When Professor David of course was suggesting in his evidence that Professor Southall should have put this concern over to Mr Gardner in a much lower key, what he did not know this is Professor David. What he did not know, or at least not take into account, was any involvement by Professor Green and Professor Meadow. That is not a criticism because he, Professor David, did not know what were the concerns of Green and Meadow and what their input was until Professor Southall told you. But the point that I am making is that, when you consider just how Professor Southall should have put it to Mr Gardner, do not lose sight of the fact that by this stage he had been armed with the opinions and with the insight and analysis from Green and Meadow.
And so far as performing a public duty, because we say that is what it was at this stage a public duty it does not matter as a matter of general principle that you do not have any primary data. That cannot be a reason why you do not go to the Police. That cannot be a reason why, if you have analysed and thought through concerns, you pull your punches. And that applies whether you are a Professor of Paediatrics, a Consultant Paediatrician with experience, or not.
And, sir, that is why we say that in going to the Police, whether Gibson or Gardner, with the absence of primary data and putting to particularly Gardner the analysis as he, Professor Southall, did, was not precipitate and nor was it irresponsible. The fact that it may not have been done like that by somebody else by Professor David is neither here nor there.
Let me say a few words in general terms about 6©. So far as the input from Professor Southall was concerned and this is really in practical terms the input to Detective Inspector Gardner that found its way to the Crown Prosecution Service Headquarters and you know that from Mr Blomeley, the Senior Crown Prosecutor, that Professor Southall's information was both helpful and welcome. And you will be mindful of some observations made by Professor David about that, but do not lose sight of the fact that Mr Blomeley was the person responsible for the investigation, the prosecution and the presentation and carriage of the appeal of Sally Clark and, in that sense, would be expected to have something of a bird's eye view at that time, never mind now, but at that time of whether or not Professor Southall's input was helpful or welcome. And that, we say, also can be said to be just a neat vignette of the flipside of what the public interest is.
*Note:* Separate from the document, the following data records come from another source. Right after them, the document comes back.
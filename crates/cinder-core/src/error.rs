//! Error types for Cinder

use thiserror::Error;

/// Cinder error type
///
/// Each variant names the pipeline stage that failed. Stage adapters keep
/// their own error enums and convert into this one at the crate boundary.
#[derive(Error, Debug)]
pub enum Error {
    #[error("IO error: {0}")]
    Io(#[from] std::io::Error),

    #[error("Serialization error: {0}")]
    Serialization(#[from] serde_json::Error),

    /// The build unit failed validation before any external tool ran.
    #[error("Configuration error: {0}")]
    Configuration(String),

    /// The C preprocessor exited with a non-zero status.
    #[error("Preprocess error: {diagnostic}")]
    Preprocess { diagnostic: String },

    /// The interface declaration was rejected by the binding layer.
    #[error("Invalid interface declaration: {reason}")]
    InterfaceDeclaration { reason: String, cdef: String },

    /// Compilation or linking of the shared library failed.
    #[error("Build error: {0}")]
    Build(String),

    /// The built library could not be loaded.
    #[error("Load error: {0}")]
    Load(String),

    /// Malformed input to a module helper.
    #[error("Invalid argument: {0}")]
    InvalidArgument(String),

    #[error("Toolchain not found: {0}")]
    ToolchainNotFound(String),

    /// No finished build of the unit is available to load.
    #[error("Unit '{unit}' is not built: {reason}")]
    NotBuilt { unit: String, reason: String },
}

impl Error {
    /// Offending interface declaration text, if this is a declaration error
    pub fn cdef(&self) -> Option<&str> {
        match self {
            Error::InterfaceDeclaration { cdef, .. } => Some(cdef),
            _ => None,
        }
    }
}

/// Result type alias for Cinder
pub type Result<T> = std::result::Result<T, Error>;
I have already said that Professor Southall was motivated by the safety of Child A, and once again I refer to the memorandum of Mr Gardner on 2 June and it is there for you to see, and that he at all times acted honestly. He was completely open about his professional involvement. And, sir, when you take all those factors into account, bearing in mind that you are concerned here solely with going to the Police and Professor Southall's parallel involvement with Dr Chipping, you should find that Head 6(a), (b) and © are not made out.
Sir, I note the time and I am not going to finish tonight.
THE CHAIRMAN: I mean, if this is a natural break
MR COONAN: It is.
THE CHAIRMAN: then that would probably be an appropriate time.
MR COONAN: Yes, thank you.
THE CHAIRMAN: Provided you are content to do that?
MR COONAN: Yes, I am. Thank you.
THE CHAIRMAN: Yes, right. Well, then we will stop now. My only question is whether, to make sure that we get through this tomorrow, we should start at 9 o'clock tomorrow morning?
MR COONAN: Certainly, sir.
MR TYSON: I was just rising to my feet to suggest that very thing.
MR COONAN: Yes.
THE CHAIRMAN: Yes. I think it is absolutely essential that we get through this next part tomorrow.
MR COONAN: I entirely agree, yes.
THE CHAIRMAN: And, therefore, with everyone's agreement we will start at 9 o'clock. Thank you.